Cameron's problem is that he has been far too distant, all his life, from mainstream society.  Thatcher came from a grocer's family and went to grammar school.  John Major worked in a garden ornament business, for the electricity board and in a bank.  Cameron and Blair were clearly part of the elite and for much of their lives never mixed with ordinary people.  Even though Thatcher and Major were certainly above working class, they met and saw people who were far worse off than themselves.  They may have then seen it as the way to get on was through your own efforts, but they saw people who were less lucky or did not have the inclination to 'pull themselves up'.  Thatcher knew that out of the batches of the ordinary she had to engage and get political support at least from the people like herself who ended up somewhere better than they had started.  Cameron has no idea how to do this; I doubt he has any real understanding of such people, and unlike Blair, the prime minister he most resembles, he lacks the simple charm and good advisors to enable him to approach the interests of such people.  Blair also had 'Old' Labour members still around to keep dragging him back to contact with ordinary people; Cameron seems to lack even the small business person connections, let alone any route into the views of the Disraelian-style working class Tory, whose watchword is not monetarism, but 'decency'.  Cameron is too much like Bush when he told the ultra-wealthy that they were his core constituency.  With the electoral college system and some jiggery-pokery that was sufficient for Bush to win twice.  However, the British political system, even without proportional representation will not be that forgiving to Cameron.

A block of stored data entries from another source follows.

//! Rolling file logs for the tasca core.
//!
//! # Responsibility
//! - Initialize file-based rolling logs exactly once per process.
//! - Emit `event=... module=... status=...` lines; never user-entered text
//!   such as review comments.
//!
//! # Invariants
//! - Logging init is idempotent for the same level and directory.
//! - Logging initialization must not panic.
//! - Re-initialization with a different level or directory is rejected.

use flexi_logger::{Cleanup, Criterion, FileSpec, Logger, LoggerHandle, Naming, WriteMode};
use log::{error, info};
use once_cell::sync::OnceCell;
use std::path::{Path, PathBuf};

const LOG_FILE_BASENAME: &str = "tasca";
const MAX_LOG_FILE_SIZE_BYTES: u64 = 10 * 1024 * 1024;
const MAX_LOG_FILES: usize = 5;
const MAX_PANIC_PAYLOAD_CHARS: usize = 160;

static LOGGING_STATE: OnceCell<LoggingState> = OnceCell::new();
static PANIC_HOOK_INSTALLED: OnceCell<()> = OnceCell::new();

struct LoggingState {
    level: &'static str,
    log_dir: PathBuf,
    _logger: LoggerHandle,
}

/// Initializes core logging with level and directory.
///
/// Returns `Ok(())` when logging is active, or a human-readable error string
/// when initialization fails.
///
/// # Invariants
/// - Calling this function repeatedly with the same `level` and `log_dir` is
///   idempotent.
/// - Re-initialization with a different `level` or `log_dir` is rejected.
/// - Initialization never panics.
///
/// # Errors
/// - Returns an error when `level` is unsupported.
/// - Returns an error when `log_dir` is empty, non-absolute, or cannot be created.
/// - Returns an error when logger backend setup fails.
pub fn init_logging(level: &str, log_dir: &str) -> Result<(), String> {
    let normalized_level = normalize_level(level)?;
    let normalized_dir = normalize_log_dir(log_dir)?;

    if let Some(state) = LOGGING_STATE.get() {
        return ensure_same_config(state.level, &state.log_dir, normalized_level, &normalized_dir);
    }

    let init_level = normalized_level;
    let init_dir = normalized_dir.clone();

    let state = LOGGING_STATE.get_or_try_init(|| -> Result<LoggingState, String> {
        std::fs::create_dir_all(&init_dir).map_err(|err| {
            format!(
                "failed to create log directory `{}`: {err}",
                init_dir.display()
            )
        })?;

        let logger = Logger::try_with_str(init_level)
            .map_err(|err| format!("invalid log level `{init_level}`: {err}"))?
            .log_to_file(
                FileSpec::default()
                    .directory(init_dir.as_path())
                    .basename(LOG_FILE_BASENAME),
            )
            .rotate(
                Criterion::Size(MAX_LOG_FILE_SIZE_BYTES),
                Naming::Numbers,
                Cleanup::KeepLogFiles(MAX_LOG_FILES),
            )
            .write_mode(WriteMode::BufferAndFlush)
            .append()
            // [YYYY-MM-DD HH:MM:SS.ffffff TZ] LEVEL [module] file:line: message
            .format_for_files(flexi_logger::detailed_format)
            .start()
            .map_err(|err| format!("failed to start logger: {err}"))?;

        install_panic_hook_once();

        info!(
            "event=logging_init module=logging status=ok platform={} build_mode={} core_version={} level={} log_dir={}",
            std::env::consts::OS,
            build_mode(),
            env!("CARGO_PKG_VERSION"),
            init_level,
            init_dir.display()
        );

        Ok(LoggingState {
            level: init_level,
            log_dir: init_dir,
            _logger: logger,
        })
    })?;

    // Another thread may have won the init race with a different config.
    ensure_same_config(state.level, &state.log_dir, normalized_level, &normalized_dir)
}

fn ensure_same_config(
    active_level: &str,
    active_dir: &Path,
    level: &str,
    log_dir: &Path,
) -> Result<(), String> {
    if active_dir != log_dir {
        return Err(format!(
            "logging already initialized at `{}`; refusing to switch to `{}`",
            active_dir.display(),
            log_dir.display()
        ));
    }
    if active_level != level {
        return Err(format!(
            "logging already initialized with level `{active_level}`; refusing to switch to `{level}`"
        ));
    }
    Ok(())
}

/// Returns active logging status metadata.
///
/// Returns `None` when logging has not been initialized.
/// Returns `(level, log_dir)` when logging is active.
pub fn logging_status() -> Option<(&'static str, PathBuf)> {
    LOGGING_STATE
        .get()
        .map(|state| (state.level, state.log_dir.clone()))
}

/// Returns the default log level for current build mode.
///
/// - `debug` builds -> `debug`
/// - `release` builds -> `info`
pub fn default_log_level() -> &'static str {
    if cfg!(debug_assertions) {
        "debug"
    } else {
        "info"
    }
}

fn normalize_level(level: &str) -> Result<&'static str, String> {
    match level.trim().to_ascii_lowercase().as_str() {
        "trace" => Ok("trace"),
        "debug" => Ok("debug"),
        "info" => Ok("info"),
        "warn" | "warning" => Ok("warn"),
        "error" => Ok("error"),
        other => Err(format!(
            "unsupported log level `{other}`; expected trace|debug|info|warn|error"
        )),
    }
}

fn normalize_log_dir(log_dir: &str) -> Result<PathBuf, String> {
    let trimmed = log_dir.trim();
    if trimmed.is_empty() {
        return Err("log_dir cannot be empty".to_string());
    }
    let path = Path::new(trimmed);
    if !path.is_absolute() {
        return Err(format!("log_dir must be an absolute path, got `{trimmed}`"));
    }
    Ok(path.to_path_buf())
}

fn build_mode() -> &'static str {
    if cfg!(debug_assertions) {
        "debug"
    } else {
        "release"
    }
}

fn install_panic_hook_once() {
    if PANIC_HOOK_INSTALLED.get().is_some() {
        return;
    }

    let previous_hook = std::panic::take_hook();
    std::panic::set_hook(Box::new(move |panic_info| {
        // Payload may carry review text: single line, capped.
        let location = panic_info
            .location()
            .map(|loc| format!("{}:{}", loc.file(), loc.line()))
            .unwrap_or_else(|| "unknown".to_string());
        let payload = panic_payload_summary(panic_info);
        error!(
            "event=panic_captured module=logging status=error location={} payload={}",
            location, payload
        );
        previous_hook(panic_info);
    }));

    let _ = PANIC_HOOK_INSTALLED.set(());
}

fn panic_payload_summary(info: &std::panic::PanicHookInfo<'_>) -> String {
    let payload = if let Some(message) = info.payload().downcast_ref::<&str>() {
        (*message).to_string()
    } else if let Some(message) = info.payload().downcast_ref::<String>() {
        message.clone()
    } else {
        "non-string panic payload".to_string()
    };

    sanitize_message(&payload, MAX_PANIC_PAYLOAD_CHARS)
}

fn sanitize_message(value: &str, max_chars: usize) -> String {
    let normalized = value.replace(['\n', '\r'], " ");
    let mut truncated = normalized.chars().take(max_chars).collect::<String>();
    if normalized.chars().count() > max_chars {
        truncated.push_str("...");
    }
    truncated
}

Cameron is offering nothing to those people who will tip the balance between him winning or losing the next election or in fact, if the coalition chooses, to go for an election before then to boost the Conservative majority.  The only thing we keep hearing is about cuts and even for those voters who like to pride themselves on being self-made, they will begin very soon to see the impact of those all over in terms of the condition of the roads, how long they have to wait in government offices, the level of crime and so on.  Cameron could win them over by stealing more ideas from the UKIP, because one thing that this constituency likes is to bash Europe and foreigners in general.  However, Cameron has backed away from even the kind of bigotry and high profile complaints over immigration we heard around election time.  They have shut off immigration of the kind big business likes, i.e. low-paid, but I imagine they expect to fill those jobs with the growing domestic unemployed.  The failure of the BNP at the last election and banning of English Defence League marches is taking some pressure off Cameron from the right, but the 'soft' bigotry of UKIP supporters and sympathisers is still a force out there.  I am glad he is not tapping into it, but I think as a consequence he has lost the one tool for connecting with that constituency that Thatcher won and held for so long.

I imagine part of the problem is that Cameron's thinking is so distant from the middle classes let alone the working classes of Britain.  Edward Heath raced yachts but had come from middle class background, not too different from Thatcher.  You have to go back to Sir Alec Douglas-Home, who only managed one year as prime minister to find someone so far away from even the well-off in Britain let alone the ordinary people.  Cameron, like Bush, moves in such high wealth and privileged circles that he finds it difficult to engage with people who in fact got him into power.  Fortunately for the moment in Britain, money does not entirely match votes and Cameron needs to find a way, as Thatcher unfortunately did, of engaging the 'ordinary Tory' if he wants to stay in power for any length of time.  I do not think he has the capability of doing it.